Instead all six dolls – available in a variety of different skin tones, it goes without saying – have the straight-up-and-down figures and full faces of my seven-year-old daughter, with a long-haired wig 'cap' that fits easily over the short-haired style the doll comes with.
None of the 12 "wardrobe options" that come with every doll are either pink and sparkly or camouflage-tastic – and are all exactly the kind of styles and patterns my daughter would currently lunge at in H&M Kids.
There is no mention of gender anywhere on the packaging – no mention of accepted pronouns either. And I'm immediately convinced that my daughter, along with every 5-8 year-old child the range is aimed at, would naturally pick one up and play with it.
Taken at face value, without the mental gender clutter we've been forced to accrue over the past few years, I can't imagine any parent would have a problem with Creatable World.
As sexualised as Lego – interestingly now back as one of the most popular toys on the shelves – Creatable World dolls reflect only the pure, uncomplicated and yes, agenda-free, state of childhood itself.
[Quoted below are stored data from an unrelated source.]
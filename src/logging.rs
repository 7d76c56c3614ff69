use std::env;

use log::{LevelFilter, Metadata, Record};

struct SimpleLogger;

impl log::Log for SimpleLogger {
    fn enabled(&self, metadata: &Metadata) -> bool {
        metadata.level() <= log::max_level()
    }

    fn log(&self, record: &Record) {
        if self.enabled(record.metadata()) {
            // stdout belongs to the game display and JSON output
            eprintln!("{} [{}] {}", record.level(), record.target(), record.args());
        }
    }

    fn flush(&self) {}
}

static LOGGER: SimpleLogger = SimpleLogger;

/// Initialize logging with a level taken from the `SEABATTLE_LOG` environment variable.
/// Defaults to `info` if the variable is not set or invalid.
pub fn init_logging() {
    let level = env::var("SEABATTLE_LOG")
        .ok()
        .and_then(|lvl| lvl.parse().ok())
        .unwrap_or(LevelFilter::Info);
    let _ = log::set_logger(&LOGGER).map(|()| log::set_max_level(level));
}
//! Bounded retries with exponential backoff.
//!
//! Retrying is a plain higher-order function: hand [`retry`] a closure that
//! produces a fresh future per attempt.

use std::future::Future;
use std::time::Duration;

use rand::Rng;
use regex::Regex;
use tracing::{debug, warn};

use webmark_shared::{Result, RetrySettings, WebmarkError};

/// How many times to try and how long to wait in between.
#[derive(Debug, Clone, PartialEq)]
pub struct RetryPolicy {
    /// Retries after the first attempt; `retries + 1` attempts in total.
    pub retries: u32,
    pub factor: f64,
    pub min_timeout: Duration,
    pub max_timeout: Duration,
    /// Scale each delay by a uniform factor in `[0.5, 1.5]`.
    pub randomize: bool,
}

impl Default for RetryPolicy {
    fn default() -> Self {
        Self {
            retries: 3,
            factor: 2.0,
            min_timeout: Duration::from_millis(1_000),
            max_timeout: Duration::from_millis(10_000),
            randomize: true,
        }
    }
}

impl RetryPolicy {
    pub fn from_settings(settings: &RetrySettings) -> Self {
        Self {
            retries: settings.retries,
            factor: settings.factor,
            min_timeout: Duration::from_millis(settings.min_timeout_ms),
            max_timeout: Duration::from_millis(settings.max_timeout_ms),
            randomize: settings.randomize,
        }
    }

    #[must_use]
    pub fn with_retries(mut self, retries: u32) -> Self {
        self.retries = retries;
        self
    }

    #[must_use]
    pub fn with_randomize(mut self, randomize: bool) -> Self {
        self.randomize = randomize;
        self
    }

    #[must_use]
    pub fn with_timeouts(mut self, min: Duration, max: Duration) -> Self {
        self.min_timeout = min;
        self.max_timeout = max;
        self
    }

    /// Un-jittered delay before retry `k` (0-indexed):
    /// `min(min_timeout * factor^k, max_timeout)`.
    pub fn base_delay(&self, k: u32) -> Duration {
        let exp = self.factor.powi(k.min(i32::MAX as u32) as i32);
        let ms = self.min_timeout.as_millis() as f64 * exp;
        let capped = ms.min(self.max_timeout.as_millis() as f64);
        Duration::from_millis(capped as u64)
    }

    /// Delay before retry `k`, jittered when `randomize` is set.
    pub fn delay_for(&self, k: u32) -> Duration {
        let base = self.base_delay(k);
        if self.randomize {
            base.mul_f64(rand::thread_rng().gen_range(0.5..=1.5))
        } else {
            base
        }
    }
}

/// Run `op` until it succeeds or the policy's attempts are used up.
pub async fn retry<F, Fut, T>(policy: &RetryPolicy, op: F) -> Result<T>
where
    F: FnMut() -> Fut,
    Fut: Future<Output = Result<T>>,
{
    retry_with(policy, op, |_, _| {}).await
}

/// Like [`retry`], calling `on_retry(error, attempt)` before each backoff.
/// `attempt` is the 1-based number of the attempt that just failed.
pub async fn retry_with<F, Fut, T, R>(policy: &RetryPolicy, op: F, on_retry: R) -> Result<T>
where
    F: FnMut() -> Fut,
    Fut: Future<Output = Result<T>>,
    R: FnMut(&WebmarkError, u32),
{
    run(policy, op, on_retry, |_| true).await
}

/// A predicate on an error's message.
#[derive(Debug, Clone)]
pub enum ErrorPattern {
    Contains(String),
    Regex(Regex),
}

impl ErrorPattern {
    pub fn contains(needle: impl Into<String>) -> Self {
        Self::Contains(needle.into())
    }

    pub fn matches(&self, message: &str) -> bool {
        match self {
            Self::Contains(needle) => message.contains(needle.as_str()),
            Self::Regex(re) => re.is_match(message),
        }
    }
}

/// Retry only errors whose message matches one of `patterns`.
///
/// Any other error is returned as-is on the spot, without counting as a retry
/// and without a [`WebmarkError::RetryExhausted`] wrapper.
pub async fn retry_on_error<F, Fut, T>(
    policy: &RetryPolicy,
    patterns: &[ErrorPattern],
    op: F,
) -> Result<T>
where
    F: FnMut() -> Fut,
    Fut: Future<Output = Result<T>>,
{
    run(policy, op, |_, _| {}, |err| {
        let message = err.to_string();
        patterns.iter().any(|p| p.matches(&message))
    })
    .await
}

/// Retry while `retryable(error)` holds, calling `on_retry` before each backoff.
/// Other errors come back unwrapped, like in [`retry_on_error`].
pub async fn retry_if<F, Fut, T, R, P>(
    policy: &RetryPolicy,
    op: F,
    on_retry: R,
    retryable: P,
) -> Result<T>
where
    F: FnMut() -> Fut,
    Fut: Future<Output = Result<T>>,
    R: FnMut(&WebmarkError, u32),
    P: Fn(&WebmarkError) -> bool,
{
    run(policy, op, on_retry, retryable).await
}

async fn run<F, Fut, T, R, P>(
    policy: &RetryPolicy,
    mut op: F,
    mut on_retry: R,
    retryable: P,
) -> Result<T>
where
    F: FnMut() -> Fut,
    Fut: Future<Output = Result<T>>,
    R: FnMut(&WebmarkError, u32),
    P: Fn(&WebmarkError) -> bool,
{
    let attempts = policy.retries.saturating_add(1);
    let mut attempt = 0u32;
    loop {
        attempt += 1;
        let err = match op().await {
            Ok(value) => return Ok(value),
            Err(err) => err,
        };

        if !retryable(&err) {
            debug!(attempt, error = %err, "error not retryable");
            return Err(err);
        }
        if attempt >= attempts {
            warn!(attempts, error = %err, "retries exhausted");
            return Err(WebmarkError::RetryExhausted {
                attempts,
                source: Box::new(err),
            });
        }

        on_retry(&err, attempt);
        let delay = policy.delay_for(attempt - 1);
        debug!(attempt, delay_ms = delay.as_millis() as u64, error = %err, "retrying");
        tokio::time::sleep(delay).await;
    }
}

#[cfg(test)]
mod tests {
    use super::*;
    use std::sync::Arc;
    use std::sync::atomic::{AtomicU32, Ordering};

    fn fast(retries: u32) -> RetryPolicy {
        RetryPolicy::default()
            .with_retries(retries)
            .with_timeouts(Duration::from_millis(1), Duration::from_millis(5))
            .with_randomize(false)
    }

    #[tokio::test]
    async fn permanent_failure_runs_r_plus_one_times() {
        for retries in [0, 1, 3] {
            let calls = Arc::new(AtomicU32::new(0));
            let counter = calls.clone();
            let err = retry(&fast(retries), || {
                let counter = counter.clone();
                async move {
                    counter.fetch_add(1, Ordering::SeqCst);
                    Err::<(), _>(WebmarkError::network("HTTP 503"))
                }
            })
            .await
            .unwrap_err();

            assert_eq!(calls.load(Ordering::SeqCst), retries + 1);
            assert_eq!(err.attempts(), Some(retries + 1));
            assert!(err.to_string().contains("HTTP 503"));
        }
    }

    #[tokio::test]
    async fn succeeds_after_transient_failures() {
        let calls = &AtomicU32::new(0);
        let mut seen = Vec::new();
        let value = retry_with(
            &fast(3),
            || async move {
                if calls.fetch_add(1, Ordering::SeqCst) < 2 {
                    Err(WebmarkError::network("reset"))
                } else {
                    Ok("done")
                }
            },
            |_, attempt| seen.push(attempt),
        )
        .await
        .unwrap();

        assert_eq!(value, "done");
        assert_eq!(seen, vec![1, 2]);
    }

    #[test]
    fn backoff_formula() {
        let policy = RetryPolicy {
            retries: 5,
            factor: 2.0,
            min_timeout: Duration::from_millis(100),
            max_timeout: Duration::from_millis(1_000),
            randomize: false,
        };
        let delays: Vec<u64> = (0..5)
            .map(|k| policy.base_delay(k).as_millis() as u64)
            .collect();
        assert_eq!(delays, vec![100, 200, 400, 800, 1_000]);
        assert_eq!(policy.delay_for(2), Duration::from_millis(400));
    }

    #[test]
    fn jitter_stays_in_range() {
        let policy = RetryPolicy::default();
        for k in 0..4 {
            let base = policy.base_delay(k).as_secs_f64();
            for _ in 0..50 {
                let d = policy.delay_for(k).as_secs_f64();
                assert!(d >= base * 0.5 - 1e-9 && d <= base * 1.5 + 1e-9);
            }
        }
    }

    #[tokio::test]
    async fn non_matching_error_propagates_unwrapped() {
        let calls = &AtomicU32::new(0);
        let patterns = [ErrorPattern::contains("timeout")];
        let err = retry_on_error(&fast(3), &patterns, || async move {
            calls.fetch_add(1, Ordering::SeqCst);
            Err::<(), _>(WebmarkError::parse("bad json"))
        })
        .await
        .unwrap_err();

        assert_eq!(calls.load(Ordering::SeqCst), 1);
        assert!(matches!(err, WebmarkError::Parse { .. }));
    }

    #[tokio::test]
    async fn matching_errors_are_retried() {
        let calls = &AtomicU32::new(0);
        let patterns = [ErrorPattern::Regex(Regex::new(r"HTTP 5\d\d").unwrap())];
        let err = retry_on_error(&fast(2), &patterns, || async move {
            calls.fetch_add(1, Ordering::SeqCst);
            Err::<(), _>(WebmarkError::network("HTTP 502"))
        })
        .await
        .unwrap_err();

        assert_eq!(calls.load(Ordering::SeqCst), 3);
        assert_eq!(err.attempts(), Some(3));
    }

    #[tokio::test]
    async fn retry_if_skips_permanent_errors() {
        let calls = &AtomicU32::new(0);
        let retried = &AtomicU32::new(0);
        let err = retry_if(
            &fast(3),
            || async move {
                let n = calls.fetch_add(1, Ordering::SeqCst);
                if n == 0 {
                    Err::<(), _>(WebmarkError::network("connection reset"))
                } else {
                    Err(WebmarkError::ContentLength {
                        length: 3,
                        minimum: 50,
                    })
                }
            },
            |_, _| {
                retried.fetch_add(1, Ordering::SeqCst);
            },
            WebmarkError::is_transient,
        )
        .await
        .unwrap_err();

        assert_eq!(calls.load(Ordering::SeqCst), 2);
        assert_eq!(retried.load(Ordering::SeqCst), 1);
        assert!(matches!(err, WebmarkError::ContentLength { .. }));
    }
}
And that, for any parent who has fought the pink vs blue toyshop battle for years – trying in vain to steer the girls away from Katie Price-featured Bratz dolls and go-go-dancer dressed LOLs – simply comes as a relief.
The agenda may be invisible to a child's naked eye, but it's there in the online marketing material and the language used by everyone involved in Creatable World's conception.
The number of times the words "inclusive" and "diverse" are mentioned in each and every interview – with the notions of "stereotypes" and "labels" repeatedly and ferociously rejected – reminds one that Mattel still sees a need for Barbie reparations. But Monica Dreger, vice president of global consumer insights at Mattel, insists that what prompted the dolls' creation was actually the company's realisation "that kids are calling the shots now…. They're at the forefront of any social movement happening within the world. And this one has to do with inclusivity."
Over the months of focus group-testing that took Dreger and her team across the US, "from more conservative to more liberal communities and everything in between – where we talked to transgender kids and gender-fluid kids and binary kids, only to discover that they were all kind of saying the same thing: 'we're all in the middle'" – they noticed that the concept inspired far more hesitancy than the doll itself. And much of that, Dreger admits, was to do with gender becoming a trigger word.
"Two or three years ago it wasn't, but now it has political and social connotations and, because of that, a lot of parents felt that they had to take a stand. I think they were picturing the worst possible example." I certainly was. "Only, like you, when they saw the doll, they got that it was actually to do with self-expression – and that's all."
Megan Perryman, who campaigns for Let Toys Be Toys, a voluntary group challenging gender stereotypes for children in the toy world, believes Creatable World is a move in the right direction.
"We're not involved in the broader gender conversation," she points out. "Our aim is to get rid of those labels, and allow children to feel they can play the way they want to. Kids don't like adults being prescriptive – they want to tell their own stories. And we also know for certain that toys stimulate the brain in different ways, so the bigger the range of toys children can play with, the more they will develop in a well-rounded way."
Isn't there a reality check though, I ask Dreger, in terms of natural inclinations?
We could have the nature/nurture debate until the end of time but, as a mother, I know that despite all efforts to keep my daughter away from everything pink and princessy, she was naturally drawn to those things – while my nephew was fascinated by diggers before he could talk.
"Well that was what we saw from our research too," she admits. "And is that because we've trained them to think that way? I don't know."
She's honest about how likely boys who have never expressed an interest in dolls are to pick up a Creatable World doll.
"And I don't think that was the aim of creating the range, but those who couldn't find an offering in toy stores before might well do now," she says.
Perryman echoes that hope – and believes that with both Hasbro and now Mattel no longer explicitly marketing some of their lines to girls or boys, the quiet rise of gender-neutral toys will start to get louder.
In the three years Let Toys Be Toys have been active, they've succeeded in getting most of the big UK toy shops to ditch signs saying "boys' toys" and "girls' toys," and is now working on getting manufacturers to be more careful about the subtle but pernicious messages used in marketing.
"Because it's almost as though girls are being pitted against boys, when even in adulthood what we need to see more of is the breaking down of those barriers; collaboration between the sexes – not seeing each other as the enemy."
Is the general trend against sexist marketing helping? "Definitely," says Perryman. "We've seen a 70 per cent reduction in toys exclusively branded for either girls or boys and a whole host of publishers have stopped labelling books in the same way. I honestly think it's seen as quite old fashioned to do that now. And the bottom line is that the differences between girls and boys are not as huge as people would have us think."
That much I do believe. And although I also believe that gender-neutrality is a 2019 adult construct, the promotion of genderless-play and paring down of sexualised dolls can only be a good thing in a world that will get cluttered, complex and confusing enough, all too quickly.